Optus further described some of its restoration processes, which it says required a “large-scale effort” involving physical reconnection and reboots for some routers.
“The restoration required a large-scale effort of the team and in some cases required Optus to reconnect or reboot routers physically, requiring the dispatch of people across a number of sites in Australia,” the telco said.
“This is why restoration was progressive over the afternoon.”
The company conceded investigations into the issue “took longer” than it would have liked, and further shared that it has made changes to its network to “address this issue so that it cannot occur again”.
When asked by Information Age what these changes involved, Optus did not immediately respond for comment.
Experts’ suspicions confirmed
Only hours after the outage began at 4:05am Wednesday, experts were quick to suggest software upgrades and configuration problems were to blame.
On 8 November, managing director of network testing facility Enex TestLab, Matt Tett told Guardian Australia he suspected the outage could be tied to a configuration issue and would likely require a router to be physically reconnected.
On the same day, internet infrastructure giant Cloudflare noted a slew of Border Gateway Protocol (BGP) announcements coming from an Optus-owned node around the same period the outage began.
BGP is effectively the routing protocol of the internet – serving to assign the most efficient routes for delivering internet traffic.
Cloudflare’s information led early users on popular discussions site Reddit to theorise the issue was either tied to a software upgrade or BGP and problems encountered during changes to routing information.

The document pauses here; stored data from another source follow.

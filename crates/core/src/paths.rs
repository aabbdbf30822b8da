//! Well-known realtime store paths and sensor names.
//!
//! The device writes one entry per reading under [`DEVICE_HISTORY_PATH`];
//! alert records live under [`ALERTS_PATH`]. Both are read-only from the
//! monitor's point of view.

/// Keyed, append-only collection of device readings.
pub const DEVICE_HISTORY_PATH: &str = "elderlyDevice1/history";

/// Keyed collection of externally generated alert records.
pub const ALERTS_PATH: &str = "alerts";

/// Wire key of the heart-rate sub-object inside a device entry.
pub const SENSOR_HEARTBEAT: &str = "heartbeat";

/// Wire key of the motion sub-object (the device firmware calls it `gyro`).
pub const SENSOR_MOTION: &str = "gyro";

/// Alternate wire key accepted for the motion sub-object.
pub const SENSOR_MOTION_ALIAS: &str = "motion";

/// Wire key of the knock sub-object.
pub const SENSOR_KNOCK: &str = "knock";
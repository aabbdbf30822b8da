//! In-process notification bus backed by a `tokio::sync::broadcast` channel.
//!
//! [`NotificationBus`] fans every published [`Notification`] out to all
//! current subscribers (the console presenter, tests, a future UI bridge).

use tokio::sync::broadcast;

use crate::notification::Notification;

/// Default buffer capacity for the broadcast channel.
const DEFAULT_CAPACITY: usize = 256;

/// In-process fan-out bus for notifications.
///
/// # Usage
///
/// ```rust
/// use carewatch_core::{AlertSeverity, Anomaly, SensorKind};
/// use carewatch_events::{Notification, NotificationBus};
///
/// let bus = NotificationBus::default();
/// let mut rx = bus.subscribe();
///
/// bus.publish(Notification::from_anomaly(Anomaly {
///     sensor: SensorKind::Knock,
///     severity: AlertSeverity::Medium,
///     message: "Patient fall detected".into(),
/// }));
/// assert!(rx.try_recv().is_ok());
/// ```
pub struct NotificationBus {
    sender: broadcast::Sender<Notification>,
}

impl NotificationBus {
    /// Create a bus with a specific channel capacity.
    ///
    /// When the buffer is full the oldest unread notifications are dropped
    /// and slow receivers observe `RecvError::Lagged`.
    pub fn new(capacity: usize) -> Self {
        let (sender, _) = broadcast::channel(capacity);
        Self { sender }
    }

    /// Publish a notification to all current subscribers.
    ///
    /// Returns the number of subscribers that received it. With no
    /// subscribers the notification is dropped.
    pub fn publish(&self, notification: Notification) -> usize {
        // A SendError only means there are zero receivers.
        self.sender.send(notification).unwrap_or(0)
    }

    /// Create a receiver for notifications published from now on.
    pub fn subscribe(&self) -> broadcast::Receiver<Notification> {
        self.sender.subscribe()
    }

    pub fn subscriber_count(&self) -> usize {
        self.sender.receiver_count()
    }
}

impl Default for NotificationBus {
    fn default() -> Self {
        Self::new(DEFAULT_CAPACITY)
    }
}

// ---------------------------------------------------------------------------
// Tests
// ---------------------------------------------------------------------------
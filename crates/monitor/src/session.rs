//! Session-scoped dashboard state.
//!
//! [`DashboardSession`] owns everything the views read: the current device
//! snapshot, one rolling history per sensor, the alert list, and the
//! loading/error flags. It is mutated only through [`DashboardSession::apply`]
//! from the single task that drains the feed adapter.
//!
//! A sample is "new" when its `Arc` differs from the last one appended to
//! that sensor's history. Only new samples are appended and evaluated, so a
//! repeated snapshot never re-fires a notification.

use std::sync::Arc;

use carewatch_core::evaluator::{evaluate_heartbeat, evaluate_knock, evaluate_motion};
use carewatch_core::{
    Alert, Anomaly, DeviceSnapshot, HeartbeatSample, HistoryBuffer, KnockSample, MotionSample,
};
use carewatch_events::{Notification, NotificationDispatcher};

use crate::adapter::AdapterUpdate;

/// Dashboard state: latest snapshot, per-sensor histories, alerts, loading
/// and error flags. Fresh samples are evaluated and dispatched on arrival.
pub struct DashboardSession {
    snapshot: Option<Arc<DeviceSnapshot>>,
    heartbeat_history: HistoryBuffer<Arc<HeartbeatSample>>,
    motion_history: HistoryBuffer<Arc<MotionSample>>,
    knock_history: HistoryBuffer<Arc<KnockSample>>,
    alerts: Vec<Alert>,
    loading: bool,
    error: Option<String>,
    dispatcher: NotificationDispatcher,
}

impl DashboardSession {
    /// Fresh session: no snapshot, empty histories, loading.
    pub fn new(dispatcher: NotificationDispatcher) -> Self {
        Self {
            snapshot: None,
            heartbeat_history: HistoryBuffer::new(),
            motion_history: HistoryBuffer::new(),
            knock_history: HistoryBuffer::new(),
            alerts: Vec::new(),
            loading: true,
            error: None,
            dispatcher,
        }
    }

    /// Apply one adapter update, returning any notifications it raised.
    pub fn apply(&mut self, update: AdapterUpdate) -> Vec<Notification> {
        match update {
            AdapterUpdate::Device(snapshot) => self.apply_snapshot(snapshot.map(Arc::new)),
            AdapterUpdate::DeviceError(message) => {
                self.apply_device_error(message);
                Vec::new()
            }
            AdapterUpdate::Alerts(alerts) => {
                self.alerts = alerts;
                Vec::new()
            }
        }
    }

    /// Replace the current snapshot. `None` means the feed holds no data.
    pub fn apply_snapshot(&mut self, snapshot: Option<Arc<DeviceSnapshot>>) -> Vec<Notification> {
        self.loading = false;
        self.snapshot = snapshot;

        let Some(snapshot) = self.snapshot.clone() else {
            return Vec::new();
        };

        let mut anomalies: Vec<Anomaly> = Vec::new();

        if let Some(sample) = &snapshot.heartbeat {
            if observe(&mut self.heartbeat_history, sample) {
                anomalies.extend(evaluate_heartbeat(sample));
            }
        }
        if let Some(sample) = &snapshot.motion {
            if observe(&mut self.motion_history, sample) {
                anomalies.extend(evaluate_motion(sample));
            }
        }
        if let Some(sample) = &snapshot.knock {
            if observe(&mut self.knock_history, sample) {
                anomalies.extend(evaluate_knock(sample));
            }
        }

        anomalies
            .into_iter()
            .filter_map(|anomaly| {
                tracing::debug!(
                    sensor = %anomaly.sensor,
                    severity = ?anomaly.severity,
                    key = %snapshot.key,
                    "Anomaly detected",
                );
                self.dispatcher.dispatch(anomaly)
            })
            .collect()
    }

    /// Record a device feed failure. Previously received data is kept.
    pub fn apply_device_error(&mut self, message: String) {
        self.loading = false;
        self.error = Some(message);
    }

    pub fn snapshot(&self) -> Option<&Arc<DeviceSnapshot>> {
        self.snapshot.as_ref()
    }

    pub fn heartbeat_history(&self) -> &HistoryBuffer<Arc<HeartbeatSample>> {
        &self.heartbeat_history
    }

    pub fn motion_history(&self) -> &HistoryBuffer<Arc<MotionSample>> {
        &self.motion_history
    }

    pub fn knock_history(&self) -> &HistoryBuffer<Arc<KnockSample>> {
        &self.knock_history
    }

    pub fn alerts(&self) -> &[Alert] {
        &self.alerts
    }

    pub fn is_loading(&self) -> bool {
        self.loading
    }

    pub fn error(&self) -> Option<&str> {
        self.error.as_deref()
    }
}

/// Append `sample` unless it is the reference already at the back.
///
/// Returns `true` when the sample was new.
fn observe<T>(history: &mut HistoryBuffer<Arc<T>>, sample: &Arc<T>) -> bool {
    if history.latest().is_some_and(|last| Arc::ptr_eq(last, sample)) {
        return false;
    }
    history.push(Arc::clone(sample));
    true
}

Despite early calls from experts and tech communities largely mirroring Optus’ eventual findings, Optus chief executive Kelly Bayer Rosmarin was at first sceptical of theories suggesting the outage was tied to software upgrade issues.

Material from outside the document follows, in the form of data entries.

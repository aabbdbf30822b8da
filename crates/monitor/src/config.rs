//! Monitor configuration loaded from environment variables.
//!
//! [`MonitorConfig::from_env`] reads and validates every setting; empty
//! variables count as unset. The binary loads a `.env` file first.

use std::str::FromStr;
use std::time::Duration;

use carewatch_core::paths::{ALERTS_PATH, DEVICE_HISTORY_PATH};
use carewatch_events::NotificationPolicy;
use carewatch_feed::ReconnectConfig;
use validator::{Validate, ValidationErrors};

/// Default ceiling for the transport's reconnect backoff.
const DEFAULT_RECONNECT_MAX_DELAY_SECS: u64 = 30;

/// Errors raised while loading [`MonitorConfig`].
#[derive(Debug, thiserror::Error)]
pub enum ConfigError {
    #[error("{0} environment variable is required")]
    Missing(&'static str),

    #[error("{var} is invalid: {reason}")]
    Invalid { var: &'static str, reason: String },

    #[error("Configuration failed validation: {0}")]
    Validation(#[from] ValidationErrors),
}

/// Log output format for the binary.
#[derive(Debug, Clone, Copy, Default, PartialEq, Eq)]
pub enum LogFormat {
    #[default]
    Text,
    Json,
}

impl FromStr for LogFormat {
    type Err = String;

    fn from_str(s: &str) -> Result<Self, Self::Err> {
        match s.trim().to_ascii_lowercase().as_str() {
            "text" | "pretty" => Ok(LogFormat::Text),
            "json" => Ok(LogFormat::Json),
            other => Err(format!("expected 'text' or 'json', got '{other}'")),
        }
    }
}

/// Monitor configuration loaded from environment variables.
#[derive(Debug, Clone, Validate)]
pub struct MonitorConfig {
    /// Realtime Database URL.
    #[validate(url)]
    pub rtdb_url: String,
    /// Database secret or ID token, sent with every stream request.
    pub rtdb_auth: Option<String>,
    /// Keyed device history collection.
    #[validate(length(min = 1))]
    pub device_path: String,
    /// Keyed alerts collection.
    #[validate(length(min = 1))]
    pub alerts_path: String,
    /// Per-sensor notification debounce window; `0` disables it.
    #[validate(range(max = 3600))]
    pub notify_debounce_secs: u64,
    /// Upper bound on the reconnect delay.
    #[validate(range(min = 1, max = 3600))]
    pub reconnect_max_delay_secs: u64,
    pub log_format: LogFormat,
}

impl MonitorConfig {
    /// Load configuration from environment variables.
    ///
    /// | Env Var                    | Required | Default                  |
    /// |----------------------------|----------|--------------------------|
    /// | `RTDB_URL`                 | yes      | --                       |
    /// | `RTDB_AUTH`                | no       | none                     |
    /// | `DEVICE_PATH`              | no       | `elderlyDevice1/history` |
    /// | `ALERTS_PATH`              | no       | `alerts`                 |
    /// | `NOTIFY_DEBOUNCE_SECS`     | no       | `0` (off)                |
    /// | `RECONNECT_MAX_DELAY_SECS` | no       | `30`                     |
    /// | `LOG_FORMAT`               | no       | `text`                   |
    pub fn from_env() -> Result<Self, ConfigError> {
        Self::from_lookup(|name| std::env::var(name).ok())
    }

    /// Load configuration through `lookup`. Empty values count as unset.
    pub fn from_lookup<F>(lookup: F) -> Result<Self, ConfigError>
    where
        F: Fn(&str) -> Option<String>,
    {
        let get = |name: &str| {
            lookup(name)
                .map(|v| v.trim().to_string())
                .filter(|v| !v.is_empty())
        };

        let rtdb_url = get("RTDB_URL").ok_or(ConfigError::Missing("RTDB_URL"))?;

        let config = Self {
            rtdb_url,
            rtdb_auth: get("RTDB_AUTH"),
            device_path: get("DEVICE_PATH").unwrap_or_else(|| DEVICE_HISTORY_PATH.into()),
            alerts_path: get("ALERTS_PATH").unwrap_or_else(|| ALERTS_PATH.into()),
            notify_debounce_secs: parse_var("NOTIFY_DEBOUNCE_SECS", get("NOTIFY_DEBOUNCE_SECS"), 0)?,
            reconnect_max_delay_secs: parse_var(
                "RECONNECT_MAX_DELAY_SECS",
                get("RECONNECT_MAX_DELAY_SECS"),
                DEFAULT_RECONNECT_MAX_DELAY_SECS,
            )?,
            log_format: parse_var("LOG_FORMAT", get("LOG_FORMAT"), LogFormat::Text)?,
        };

        config.validate()?;
        Ok(config)
    }

    pub fn notification_policy(&self) -> NotificationPolicy {
        NotificationPolicy::with_debounce(Duration::from_secs(self.notify_debounce_secs))
    }

    pub fn reconnect_config(&self) -> ReconnectConfig {
        ReconnectConfig::with_max_delay(Duration::from_secs(self.reconnect_max_delay_secs))
    }
}

fn parse_var<T>(var: &'static str, value: Option<String>, default: T) -> Result<T, ConfigError>
where
    T: FromStr,
    T::Err: std::fmt::Display,
{
    match value {
        Some(raw) => raw.parse().map_err(|e: T::Err| ConfigError::Invalid {
            var,
            reason: e.to_string(),
        }),
        None => Ok(default),
    }
}

#[cfg(test)]
mod tests {
    use std::collections::HashMap;

    use assert_matches::assert_matches;

    use super::*;

    fn load(vars: &[(&str, &str)]) -> Result<MonitorConfig, ConfigError> {
        let vars: HashMap<String, String> = vars
            .iter()
            .map(|(k, v)| (k.to_string(), v.to_string()))
            .collect();
        MonitorConfig::from_lookup(|name| vars.get(name).cloned())
    }

    #[test]
    fn defaults_apply_when_only_url_is_set() {
        let config = load(&[("RTDB_URL", "https://demo.firebasedatabase.app")]).unwrap();

        assert_eq!(config.device_path, "elderlyDevice1/history");
        assert_eq!(config.alerts_path, "alerts");
        assert_eq!(config.rtdb_auth, None);
        assert_eq!(config.notify_debounce_secs, 0);
        assert_eq!(config.reconnect_max_delay_secs, 30);
        assert_eq!(config.log_format, LogFormat::Text);
        assert_eq!(config.notification_policy().debounce, None);
        assert_eq!(config.reconnect_config().max_delay, Duration::from_secs(30));
    }

    #[test]
    fn missing_url_is_reported() {
        assert_matches!(load(&[]), Err(ConfigError::Missing("RTDB_URL")));
        assert_matches!(
            load(&[("RTDB_URL", "  ")]),
            Err(ConfigError::Missing("RTDB_URL"))
        );
    }

    #[test]
    fn malformed_url_fails_validation() {
        assert_matches!(
            load(&[("RTDB_URL", "not a url")]),
            Err(ConfigError::Validation(_))
        );
    }

    #[test]
    fn overrides_are_parsed() {
        let config = load(&[
            ("RTDB_URL", "https://demo.firebasedatabase.app"),
            ("RTDB_AUTH", "secret"),
            ("DEVICE_PATH", "elderlyDevice2/history"),
            ("NOTIFY_DEBOUNCE_SECS", "10"),
            ("RECONNECT_MAX_DELAY_SECS", "5"),
            ("LOG_FORMAT", "JSON"),
        ])
        .unwrap();

        assert_eq!(config.rtdb_auth.as_deref(), Some("secret"));
        assert_eq!(config.device_path, "elderlyDevice2/history");
        assert_eq!(
            config.notification_policy().debounce,
            Some(Duration::from_secs(10))
        );
        assert_eq!(config.reconnect_config().max_delay, Duration::from_secs(5));
        assert_eq!(config.log_format, LogFormat::Json);
    }

    #[test]
    fn unparseable_numbers_name_the_variable() {
        assert_matches!(
            load(&[
                ("RTDB_URL", "https://demo.firebasedatabase.app"),
                ("NOTIFY_DEBOUNCE_SECS", "soon"),
            ]),
            Err(ConfigError::Invalid { var: "NOTIFY_DEBOUNCE_SECS", .. })
        );
        assert_matches!(
            load(&[
                ("RTDB_URL", "https://demo.firebasedatabase.app"),
                ("LOG_FORMAT", "xml"),
            ]),
            Err(ConfigError::Invalid { var: "LOG_FORMAT", .. })
        );
    }

    #[test]
    fn out_of_range_values_fail_validation() {
        assert_matches!(
            load(&[
                ("RTDB_URL", "https://demo.firebasedatabase.app"),
                ("RECONNECT_MAX_DELAY_SECS", "0"),
            ]),
            Err(ConfigError::Validation(_))
        );
    }
}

"It's highly unlikely, our systems are actually very stable," Rosmarin told ABC Radio Sydney last Wednesday morning.
"We provide great coverage to customers, this is a very, very rare occurrence.”
Optus said it is “committed to learning” from what has occurred, and is continuing to work with international vendors and partners to “increase the resilience” of its network.
Scammers target Optus customers
On 9 November, one after day the outage took place, the Australian Competition and Consumer Commission’s Scamwatch warned Australians of a scam offering false compensation to affected Optus customers.
The scam claimed to offer compensation from the company and encouraged recipients to click a malicious link with “myoptus” in the domain.
“Hi there, we apologise for yesterday’s network outage. We are offering compensation for all customers impacted,” the message read.
Meanwhile, after Rosmarin rebuffed widespread calls for compensation, Optus has offered 200GB of data for small businesses and consumers, and unlimited data on weekends for eligible prepaid customers until the end of the year.
The telco is facing both government investigation and a Senate inquiry following the outage, the latter of which will hold its first public hearings on Friday.
“We will also support and will fully cooperate with the reviews being undertaken by the Government and the Senate,” said Optus.